DATA SECTION:

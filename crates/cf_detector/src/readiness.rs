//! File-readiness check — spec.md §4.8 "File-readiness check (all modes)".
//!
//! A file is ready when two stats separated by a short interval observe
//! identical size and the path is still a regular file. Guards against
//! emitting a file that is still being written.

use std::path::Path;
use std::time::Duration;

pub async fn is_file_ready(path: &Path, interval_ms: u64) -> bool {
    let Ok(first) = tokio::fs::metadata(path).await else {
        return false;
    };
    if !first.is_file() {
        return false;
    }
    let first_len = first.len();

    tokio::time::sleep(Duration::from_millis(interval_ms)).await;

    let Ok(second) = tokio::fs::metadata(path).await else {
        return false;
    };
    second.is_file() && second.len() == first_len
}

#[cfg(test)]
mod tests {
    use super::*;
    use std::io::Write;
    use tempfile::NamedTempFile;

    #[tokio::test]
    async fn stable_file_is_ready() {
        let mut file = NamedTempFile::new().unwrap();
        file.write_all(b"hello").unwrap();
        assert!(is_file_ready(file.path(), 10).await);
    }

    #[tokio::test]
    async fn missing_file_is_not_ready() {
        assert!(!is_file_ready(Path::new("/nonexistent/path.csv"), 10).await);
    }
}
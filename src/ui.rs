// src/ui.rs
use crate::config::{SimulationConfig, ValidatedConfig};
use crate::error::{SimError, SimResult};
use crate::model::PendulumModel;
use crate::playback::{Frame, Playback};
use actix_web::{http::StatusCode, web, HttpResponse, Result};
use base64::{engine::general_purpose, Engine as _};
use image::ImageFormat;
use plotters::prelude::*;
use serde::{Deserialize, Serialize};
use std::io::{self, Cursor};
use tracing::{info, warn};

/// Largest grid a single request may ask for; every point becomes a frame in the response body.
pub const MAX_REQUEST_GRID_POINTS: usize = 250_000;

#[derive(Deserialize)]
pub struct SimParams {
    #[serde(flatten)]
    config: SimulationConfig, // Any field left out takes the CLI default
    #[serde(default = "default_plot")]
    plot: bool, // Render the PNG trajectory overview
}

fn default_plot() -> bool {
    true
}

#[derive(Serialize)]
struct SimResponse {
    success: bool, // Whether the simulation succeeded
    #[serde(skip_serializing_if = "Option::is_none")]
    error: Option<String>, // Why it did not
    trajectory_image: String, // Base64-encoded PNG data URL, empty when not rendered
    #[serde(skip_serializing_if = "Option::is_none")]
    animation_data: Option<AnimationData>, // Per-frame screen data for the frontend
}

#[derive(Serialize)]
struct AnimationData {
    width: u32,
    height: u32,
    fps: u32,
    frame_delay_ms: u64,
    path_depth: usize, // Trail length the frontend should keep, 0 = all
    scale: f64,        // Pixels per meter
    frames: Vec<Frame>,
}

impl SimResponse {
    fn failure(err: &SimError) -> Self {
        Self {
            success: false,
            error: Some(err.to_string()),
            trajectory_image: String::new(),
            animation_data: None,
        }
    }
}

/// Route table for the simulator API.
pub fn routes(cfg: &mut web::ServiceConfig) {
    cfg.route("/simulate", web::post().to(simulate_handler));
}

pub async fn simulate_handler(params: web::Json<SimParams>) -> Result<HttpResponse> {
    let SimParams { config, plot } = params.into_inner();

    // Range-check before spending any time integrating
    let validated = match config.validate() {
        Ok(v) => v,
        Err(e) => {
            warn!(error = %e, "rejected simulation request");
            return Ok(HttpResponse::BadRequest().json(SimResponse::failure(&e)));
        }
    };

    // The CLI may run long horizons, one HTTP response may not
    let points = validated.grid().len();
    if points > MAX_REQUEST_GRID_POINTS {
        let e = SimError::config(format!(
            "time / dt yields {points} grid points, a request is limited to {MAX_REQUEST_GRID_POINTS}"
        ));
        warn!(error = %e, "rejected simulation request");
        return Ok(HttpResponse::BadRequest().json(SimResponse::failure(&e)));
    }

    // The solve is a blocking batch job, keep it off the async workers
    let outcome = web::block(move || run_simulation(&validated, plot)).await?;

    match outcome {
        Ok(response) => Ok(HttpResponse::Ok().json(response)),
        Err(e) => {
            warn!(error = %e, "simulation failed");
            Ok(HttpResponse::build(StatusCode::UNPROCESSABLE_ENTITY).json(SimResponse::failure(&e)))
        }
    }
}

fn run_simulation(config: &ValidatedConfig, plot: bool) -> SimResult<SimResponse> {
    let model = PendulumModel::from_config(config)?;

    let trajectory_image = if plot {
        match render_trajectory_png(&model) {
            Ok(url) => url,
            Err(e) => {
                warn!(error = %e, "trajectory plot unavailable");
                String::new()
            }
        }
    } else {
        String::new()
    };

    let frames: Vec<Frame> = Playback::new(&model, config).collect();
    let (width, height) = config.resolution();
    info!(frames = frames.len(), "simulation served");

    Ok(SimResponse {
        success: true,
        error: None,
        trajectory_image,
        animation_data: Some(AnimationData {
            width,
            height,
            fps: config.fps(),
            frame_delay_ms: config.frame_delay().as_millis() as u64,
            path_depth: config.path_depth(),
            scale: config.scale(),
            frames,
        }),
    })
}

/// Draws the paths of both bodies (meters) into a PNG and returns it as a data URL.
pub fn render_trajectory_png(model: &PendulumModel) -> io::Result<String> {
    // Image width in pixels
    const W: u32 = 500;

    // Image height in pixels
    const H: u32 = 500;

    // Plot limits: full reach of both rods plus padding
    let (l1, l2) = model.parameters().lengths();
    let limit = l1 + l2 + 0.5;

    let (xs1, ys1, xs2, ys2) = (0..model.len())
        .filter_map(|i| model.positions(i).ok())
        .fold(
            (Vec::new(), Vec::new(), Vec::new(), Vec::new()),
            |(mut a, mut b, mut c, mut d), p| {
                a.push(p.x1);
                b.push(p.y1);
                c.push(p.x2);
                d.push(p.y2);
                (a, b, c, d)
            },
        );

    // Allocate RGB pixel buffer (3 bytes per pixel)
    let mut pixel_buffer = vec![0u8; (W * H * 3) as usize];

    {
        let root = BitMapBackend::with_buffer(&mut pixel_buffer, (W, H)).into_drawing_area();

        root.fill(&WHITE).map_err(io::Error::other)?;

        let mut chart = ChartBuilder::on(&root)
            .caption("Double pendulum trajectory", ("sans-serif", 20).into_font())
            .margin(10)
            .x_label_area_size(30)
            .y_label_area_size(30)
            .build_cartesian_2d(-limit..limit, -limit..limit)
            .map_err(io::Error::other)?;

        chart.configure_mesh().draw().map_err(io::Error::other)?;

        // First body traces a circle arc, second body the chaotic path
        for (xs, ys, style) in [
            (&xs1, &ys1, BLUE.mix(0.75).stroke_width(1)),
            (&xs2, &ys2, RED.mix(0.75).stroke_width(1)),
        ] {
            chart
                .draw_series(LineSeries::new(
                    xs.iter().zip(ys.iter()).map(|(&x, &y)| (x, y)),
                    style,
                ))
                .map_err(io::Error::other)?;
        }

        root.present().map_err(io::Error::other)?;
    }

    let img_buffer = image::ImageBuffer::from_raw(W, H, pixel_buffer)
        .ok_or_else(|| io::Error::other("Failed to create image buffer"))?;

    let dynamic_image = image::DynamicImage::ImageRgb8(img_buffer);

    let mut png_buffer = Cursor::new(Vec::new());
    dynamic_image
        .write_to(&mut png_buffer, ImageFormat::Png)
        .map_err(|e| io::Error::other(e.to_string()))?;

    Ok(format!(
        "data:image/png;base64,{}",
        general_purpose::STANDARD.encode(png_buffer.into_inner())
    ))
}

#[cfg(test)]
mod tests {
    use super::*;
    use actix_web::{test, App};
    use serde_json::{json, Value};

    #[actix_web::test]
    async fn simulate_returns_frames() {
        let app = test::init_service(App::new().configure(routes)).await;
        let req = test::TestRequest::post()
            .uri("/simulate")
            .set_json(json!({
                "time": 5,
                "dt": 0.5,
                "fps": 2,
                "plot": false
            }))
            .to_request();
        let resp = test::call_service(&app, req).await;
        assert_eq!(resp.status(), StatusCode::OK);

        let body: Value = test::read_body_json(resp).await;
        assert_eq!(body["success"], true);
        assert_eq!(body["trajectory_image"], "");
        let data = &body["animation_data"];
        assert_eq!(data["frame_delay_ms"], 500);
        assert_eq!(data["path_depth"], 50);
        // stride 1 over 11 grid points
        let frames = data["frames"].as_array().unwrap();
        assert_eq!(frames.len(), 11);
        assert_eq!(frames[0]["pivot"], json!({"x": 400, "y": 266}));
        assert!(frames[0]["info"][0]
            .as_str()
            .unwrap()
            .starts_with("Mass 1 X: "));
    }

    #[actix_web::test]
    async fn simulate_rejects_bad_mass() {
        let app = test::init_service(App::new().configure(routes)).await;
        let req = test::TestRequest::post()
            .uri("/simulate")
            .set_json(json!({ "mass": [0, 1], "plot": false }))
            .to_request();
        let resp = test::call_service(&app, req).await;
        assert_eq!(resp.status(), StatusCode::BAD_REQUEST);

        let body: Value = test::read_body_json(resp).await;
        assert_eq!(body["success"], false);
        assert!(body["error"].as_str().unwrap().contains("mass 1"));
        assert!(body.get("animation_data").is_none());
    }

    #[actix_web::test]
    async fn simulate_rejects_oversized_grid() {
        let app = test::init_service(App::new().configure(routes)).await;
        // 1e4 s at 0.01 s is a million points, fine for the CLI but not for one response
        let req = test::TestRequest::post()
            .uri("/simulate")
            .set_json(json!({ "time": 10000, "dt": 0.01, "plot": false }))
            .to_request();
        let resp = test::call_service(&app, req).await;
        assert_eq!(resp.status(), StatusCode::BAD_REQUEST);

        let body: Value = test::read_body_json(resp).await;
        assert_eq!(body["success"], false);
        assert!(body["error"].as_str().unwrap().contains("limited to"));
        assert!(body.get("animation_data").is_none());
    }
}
---
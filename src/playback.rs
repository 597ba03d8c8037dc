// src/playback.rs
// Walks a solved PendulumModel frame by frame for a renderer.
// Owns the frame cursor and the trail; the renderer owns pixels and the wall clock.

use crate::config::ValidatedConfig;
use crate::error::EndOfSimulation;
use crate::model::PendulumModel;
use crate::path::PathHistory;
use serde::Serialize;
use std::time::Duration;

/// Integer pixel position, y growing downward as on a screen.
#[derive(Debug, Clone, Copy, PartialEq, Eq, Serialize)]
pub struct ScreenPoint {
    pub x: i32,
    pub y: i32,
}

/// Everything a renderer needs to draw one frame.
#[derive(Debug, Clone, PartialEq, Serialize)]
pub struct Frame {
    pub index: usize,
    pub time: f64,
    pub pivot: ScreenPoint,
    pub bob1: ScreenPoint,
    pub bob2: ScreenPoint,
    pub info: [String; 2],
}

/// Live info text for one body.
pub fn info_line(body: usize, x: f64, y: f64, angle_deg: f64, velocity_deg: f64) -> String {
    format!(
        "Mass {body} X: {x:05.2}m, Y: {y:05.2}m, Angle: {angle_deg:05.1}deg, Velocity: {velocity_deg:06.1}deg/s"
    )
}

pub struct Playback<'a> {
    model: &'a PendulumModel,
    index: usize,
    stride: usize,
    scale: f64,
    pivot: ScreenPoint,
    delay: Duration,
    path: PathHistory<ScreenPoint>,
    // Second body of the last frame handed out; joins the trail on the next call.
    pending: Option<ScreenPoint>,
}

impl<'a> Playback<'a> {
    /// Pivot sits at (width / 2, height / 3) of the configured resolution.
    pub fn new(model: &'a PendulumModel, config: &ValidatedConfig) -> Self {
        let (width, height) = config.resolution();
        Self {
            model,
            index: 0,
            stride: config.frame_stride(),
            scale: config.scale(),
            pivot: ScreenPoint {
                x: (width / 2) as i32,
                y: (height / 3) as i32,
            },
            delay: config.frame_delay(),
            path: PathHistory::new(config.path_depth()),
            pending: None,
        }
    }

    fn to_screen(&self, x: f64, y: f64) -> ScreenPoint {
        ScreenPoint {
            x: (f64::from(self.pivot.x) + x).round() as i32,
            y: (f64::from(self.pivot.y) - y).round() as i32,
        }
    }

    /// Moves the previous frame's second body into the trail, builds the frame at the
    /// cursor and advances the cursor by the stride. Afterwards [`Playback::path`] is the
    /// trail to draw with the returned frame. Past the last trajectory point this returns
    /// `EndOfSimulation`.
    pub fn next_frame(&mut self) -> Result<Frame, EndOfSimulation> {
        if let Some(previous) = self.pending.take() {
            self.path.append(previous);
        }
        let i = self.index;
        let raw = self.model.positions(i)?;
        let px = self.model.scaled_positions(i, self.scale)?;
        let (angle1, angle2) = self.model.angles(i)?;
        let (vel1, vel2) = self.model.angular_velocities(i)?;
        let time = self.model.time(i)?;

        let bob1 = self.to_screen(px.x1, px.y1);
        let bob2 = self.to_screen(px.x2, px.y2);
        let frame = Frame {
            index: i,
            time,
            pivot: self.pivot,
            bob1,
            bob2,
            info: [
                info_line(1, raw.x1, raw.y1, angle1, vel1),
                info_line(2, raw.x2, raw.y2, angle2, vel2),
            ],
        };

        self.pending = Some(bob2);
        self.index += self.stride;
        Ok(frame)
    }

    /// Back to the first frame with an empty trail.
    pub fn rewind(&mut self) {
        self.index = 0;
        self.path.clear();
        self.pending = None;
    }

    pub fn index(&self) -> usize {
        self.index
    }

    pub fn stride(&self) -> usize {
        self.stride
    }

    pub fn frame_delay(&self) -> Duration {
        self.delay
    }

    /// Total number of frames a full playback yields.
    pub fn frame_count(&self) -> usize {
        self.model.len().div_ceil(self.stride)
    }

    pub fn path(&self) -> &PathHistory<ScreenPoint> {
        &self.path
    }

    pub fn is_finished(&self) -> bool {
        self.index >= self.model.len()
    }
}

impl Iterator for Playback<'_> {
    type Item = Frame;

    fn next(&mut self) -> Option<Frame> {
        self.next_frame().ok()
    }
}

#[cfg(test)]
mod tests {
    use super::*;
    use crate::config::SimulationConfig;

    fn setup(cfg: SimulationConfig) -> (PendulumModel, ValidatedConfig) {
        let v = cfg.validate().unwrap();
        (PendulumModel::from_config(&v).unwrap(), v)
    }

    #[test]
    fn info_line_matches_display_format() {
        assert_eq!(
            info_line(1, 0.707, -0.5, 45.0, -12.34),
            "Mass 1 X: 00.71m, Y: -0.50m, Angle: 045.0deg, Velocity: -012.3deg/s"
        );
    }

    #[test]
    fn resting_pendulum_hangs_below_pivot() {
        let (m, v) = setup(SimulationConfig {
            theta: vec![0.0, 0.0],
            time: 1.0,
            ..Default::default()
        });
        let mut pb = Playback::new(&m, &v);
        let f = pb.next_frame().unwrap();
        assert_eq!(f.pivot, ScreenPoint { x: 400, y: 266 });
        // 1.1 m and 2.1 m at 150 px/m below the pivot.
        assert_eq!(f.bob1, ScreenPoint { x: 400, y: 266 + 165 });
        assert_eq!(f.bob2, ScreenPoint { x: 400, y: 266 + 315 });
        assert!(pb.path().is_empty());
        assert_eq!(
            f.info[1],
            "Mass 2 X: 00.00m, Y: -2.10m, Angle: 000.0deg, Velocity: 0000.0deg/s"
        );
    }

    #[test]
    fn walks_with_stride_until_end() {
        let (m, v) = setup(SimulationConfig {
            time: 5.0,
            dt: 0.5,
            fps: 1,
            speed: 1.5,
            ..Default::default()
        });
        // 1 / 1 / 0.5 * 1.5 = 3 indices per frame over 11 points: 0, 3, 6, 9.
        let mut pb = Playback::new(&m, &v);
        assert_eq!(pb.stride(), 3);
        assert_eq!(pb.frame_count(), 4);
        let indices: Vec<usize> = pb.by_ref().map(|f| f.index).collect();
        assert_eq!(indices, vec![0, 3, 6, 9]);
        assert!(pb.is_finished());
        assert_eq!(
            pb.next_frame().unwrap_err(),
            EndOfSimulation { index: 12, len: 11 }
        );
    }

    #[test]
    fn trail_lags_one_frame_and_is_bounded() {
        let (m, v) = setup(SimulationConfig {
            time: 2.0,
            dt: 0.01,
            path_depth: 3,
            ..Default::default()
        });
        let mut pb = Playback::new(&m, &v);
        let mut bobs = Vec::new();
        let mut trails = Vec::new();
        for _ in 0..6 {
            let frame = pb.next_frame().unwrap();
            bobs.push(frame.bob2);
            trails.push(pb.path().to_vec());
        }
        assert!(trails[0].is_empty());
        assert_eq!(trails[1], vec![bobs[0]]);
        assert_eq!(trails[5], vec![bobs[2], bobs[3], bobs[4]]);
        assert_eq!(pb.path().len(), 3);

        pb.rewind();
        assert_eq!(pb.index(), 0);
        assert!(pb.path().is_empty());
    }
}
==
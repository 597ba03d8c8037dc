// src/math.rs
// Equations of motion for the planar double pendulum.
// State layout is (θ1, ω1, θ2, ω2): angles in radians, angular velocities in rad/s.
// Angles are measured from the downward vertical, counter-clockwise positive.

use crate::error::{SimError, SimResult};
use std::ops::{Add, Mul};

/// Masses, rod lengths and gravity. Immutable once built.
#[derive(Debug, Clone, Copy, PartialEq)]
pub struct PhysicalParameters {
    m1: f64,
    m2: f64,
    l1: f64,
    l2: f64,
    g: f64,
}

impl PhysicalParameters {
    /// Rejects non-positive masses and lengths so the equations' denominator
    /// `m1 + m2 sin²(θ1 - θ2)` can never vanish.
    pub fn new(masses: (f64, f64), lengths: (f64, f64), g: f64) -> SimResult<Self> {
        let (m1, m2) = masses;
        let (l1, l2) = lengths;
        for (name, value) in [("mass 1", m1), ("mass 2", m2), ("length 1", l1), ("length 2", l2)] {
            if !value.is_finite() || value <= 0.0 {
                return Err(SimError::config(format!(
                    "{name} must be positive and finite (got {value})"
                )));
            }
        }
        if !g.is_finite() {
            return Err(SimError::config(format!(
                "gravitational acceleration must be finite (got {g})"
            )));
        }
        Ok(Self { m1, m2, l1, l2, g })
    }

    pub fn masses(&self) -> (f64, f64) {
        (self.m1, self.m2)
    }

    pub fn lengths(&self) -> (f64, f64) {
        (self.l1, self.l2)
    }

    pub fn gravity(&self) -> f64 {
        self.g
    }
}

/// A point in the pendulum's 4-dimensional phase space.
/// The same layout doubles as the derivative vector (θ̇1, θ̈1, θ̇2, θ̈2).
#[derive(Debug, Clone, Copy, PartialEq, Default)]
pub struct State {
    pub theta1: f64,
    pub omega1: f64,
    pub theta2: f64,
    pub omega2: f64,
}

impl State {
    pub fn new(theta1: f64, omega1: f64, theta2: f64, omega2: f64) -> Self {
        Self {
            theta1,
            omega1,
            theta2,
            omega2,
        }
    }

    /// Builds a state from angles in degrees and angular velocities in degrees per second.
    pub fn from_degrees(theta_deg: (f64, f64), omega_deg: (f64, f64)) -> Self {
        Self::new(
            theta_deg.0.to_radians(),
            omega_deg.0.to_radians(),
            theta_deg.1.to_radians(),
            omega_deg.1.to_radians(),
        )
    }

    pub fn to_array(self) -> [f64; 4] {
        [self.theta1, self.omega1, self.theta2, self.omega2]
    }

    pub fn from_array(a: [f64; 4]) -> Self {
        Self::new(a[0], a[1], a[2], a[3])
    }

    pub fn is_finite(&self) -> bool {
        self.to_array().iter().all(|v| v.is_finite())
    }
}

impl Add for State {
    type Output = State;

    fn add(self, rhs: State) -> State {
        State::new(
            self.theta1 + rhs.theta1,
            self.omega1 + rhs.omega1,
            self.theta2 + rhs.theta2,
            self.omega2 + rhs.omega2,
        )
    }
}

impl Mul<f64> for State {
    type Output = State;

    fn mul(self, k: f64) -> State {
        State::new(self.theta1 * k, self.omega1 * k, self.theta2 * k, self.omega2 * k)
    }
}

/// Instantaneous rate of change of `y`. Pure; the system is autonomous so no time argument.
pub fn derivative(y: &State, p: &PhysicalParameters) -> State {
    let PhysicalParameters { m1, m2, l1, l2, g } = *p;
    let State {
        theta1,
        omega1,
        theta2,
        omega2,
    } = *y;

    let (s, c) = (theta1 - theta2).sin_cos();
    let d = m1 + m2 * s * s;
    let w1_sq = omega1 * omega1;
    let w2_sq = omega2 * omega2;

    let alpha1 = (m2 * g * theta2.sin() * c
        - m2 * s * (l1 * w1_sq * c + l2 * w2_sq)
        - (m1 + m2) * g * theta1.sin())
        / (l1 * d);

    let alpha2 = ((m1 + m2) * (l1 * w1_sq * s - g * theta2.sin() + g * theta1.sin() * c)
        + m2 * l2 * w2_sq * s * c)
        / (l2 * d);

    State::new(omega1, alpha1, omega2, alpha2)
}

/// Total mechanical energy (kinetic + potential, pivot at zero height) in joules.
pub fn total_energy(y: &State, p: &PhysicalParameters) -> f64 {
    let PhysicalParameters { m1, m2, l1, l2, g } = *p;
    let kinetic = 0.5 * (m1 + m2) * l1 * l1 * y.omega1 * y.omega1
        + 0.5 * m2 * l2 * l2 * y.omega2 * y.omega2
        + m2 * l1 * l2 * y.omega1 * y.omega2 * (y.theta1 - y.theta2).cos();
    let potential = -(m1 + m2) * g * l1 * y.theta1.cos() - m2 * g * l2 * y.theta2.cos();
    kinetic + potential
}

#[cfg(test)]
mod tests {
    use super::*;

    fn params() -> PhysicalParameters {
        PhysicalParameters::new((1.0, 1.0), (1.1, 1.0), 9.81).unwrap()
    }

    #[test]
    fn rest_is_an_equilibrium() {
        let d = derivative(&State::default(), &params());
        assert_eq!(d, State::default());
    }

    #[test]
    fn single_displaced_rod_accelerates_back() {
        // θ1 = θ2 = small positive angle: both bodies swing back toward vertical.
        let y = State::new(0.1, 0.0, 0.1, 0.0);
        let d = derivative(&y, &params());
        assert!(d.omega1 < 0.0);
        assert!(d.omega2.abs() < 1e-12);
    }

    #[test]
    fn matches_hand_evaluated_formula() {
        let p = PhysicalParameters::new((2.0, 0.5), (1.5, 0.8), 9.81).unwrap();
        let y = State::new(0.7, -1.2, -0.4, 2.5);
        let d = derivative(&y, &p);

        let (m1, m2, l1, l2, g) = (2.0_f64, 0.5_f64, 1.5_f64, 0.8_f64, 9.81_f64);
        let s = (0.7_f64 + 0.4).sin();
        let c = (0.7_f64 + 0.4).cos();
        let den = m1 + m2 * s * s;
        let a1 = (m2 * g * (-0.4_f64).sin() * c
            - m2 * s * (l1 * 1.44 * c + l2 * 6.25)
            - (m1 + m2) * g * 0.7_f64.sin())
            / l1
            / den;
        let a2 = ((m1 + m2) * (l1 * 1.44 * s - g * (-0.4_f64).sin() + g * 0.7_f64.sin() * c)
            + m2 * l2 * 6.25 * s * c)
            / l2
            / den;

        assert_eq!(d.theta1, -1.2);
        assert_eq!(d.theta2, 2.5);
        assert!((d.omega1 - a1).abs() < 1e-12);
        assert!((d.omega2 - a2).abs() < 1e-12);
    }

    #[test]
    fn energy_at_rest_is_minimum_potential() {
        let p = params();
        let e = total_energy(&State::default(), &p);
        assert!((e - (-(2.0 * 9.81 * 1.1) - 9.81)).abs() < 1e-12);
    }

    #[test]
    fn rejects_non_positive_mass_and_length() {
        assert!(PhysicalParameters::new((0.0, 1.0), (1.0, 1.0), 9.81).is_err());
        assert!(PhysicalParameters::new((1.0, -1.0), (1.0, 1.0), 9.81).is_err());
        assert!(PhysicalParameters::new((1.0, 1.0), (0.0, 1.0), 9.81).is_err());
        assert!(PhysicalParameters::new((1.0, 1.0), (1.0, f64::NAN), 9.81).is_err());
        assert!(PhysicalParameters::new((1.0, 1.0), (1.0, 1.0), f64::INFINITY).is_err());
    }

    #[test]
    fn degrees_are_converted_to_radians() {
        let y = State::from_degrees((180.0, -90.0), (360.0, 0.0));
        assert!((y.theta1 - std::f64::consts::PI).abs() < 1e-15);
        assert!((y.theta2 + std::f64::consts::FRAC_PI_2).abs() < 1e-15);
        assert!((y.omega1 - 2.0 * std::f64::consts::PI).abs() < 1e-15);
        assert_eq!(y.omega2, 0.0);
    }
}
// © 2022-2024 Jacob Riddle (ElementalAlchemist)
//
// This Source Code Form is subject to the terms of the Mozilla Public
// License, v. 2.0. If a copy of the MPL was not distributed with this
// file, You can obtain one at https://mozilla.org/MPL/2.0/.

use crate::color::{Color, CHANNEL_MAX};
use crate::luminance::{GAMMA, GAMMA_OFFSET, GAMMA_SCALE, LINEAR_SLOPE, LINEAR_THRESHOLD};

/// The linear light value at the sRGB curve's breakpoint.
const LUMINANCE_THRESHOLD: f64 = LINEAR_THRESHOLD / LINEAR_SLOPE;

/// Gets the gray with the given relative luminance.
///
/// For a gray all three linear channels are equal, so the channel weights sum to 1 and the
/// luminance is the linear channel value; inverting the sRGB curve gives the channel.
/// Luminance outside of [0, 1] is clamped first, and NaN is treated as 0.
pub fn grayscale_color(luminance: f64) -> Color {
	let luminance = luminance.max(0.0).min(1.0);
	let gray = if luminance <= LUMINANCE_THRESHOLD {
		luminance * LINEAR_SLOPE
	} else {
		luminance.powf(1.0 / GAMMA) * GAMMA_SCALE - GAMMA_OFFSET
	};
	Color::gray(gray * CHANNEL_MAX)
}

TASK INSTRUCTIONS: Every line from the line containing "the wall clock." through the line containing "pub struct Frame" in the records above must be retyped exactly. Leave out the rest.

ANSWER BELOW:
// Owns the frame cursor and the trail; the renderer owns pixels and the wall clock.

use crate::config::ValidatedConfig;
use crate::error::EndOfSimulation;
use crate::model::PendulumModel;
use crate::path::PathHistory;
use serde::Serialize;
use std::time::Duration;

/// Integer pixel position, y growing downward as on a screen.
#[derive(Debug, Clone, Copy, PartialEq, Eq, Serialize)]
pub struct ScreenPoint {
    pub x: i32,
    pub y: i32,
}

/// Everything a renderer needs to draw one frame.
#[derive(Debug, Clone, PartialEq, Serialize)]
pub struct Frame {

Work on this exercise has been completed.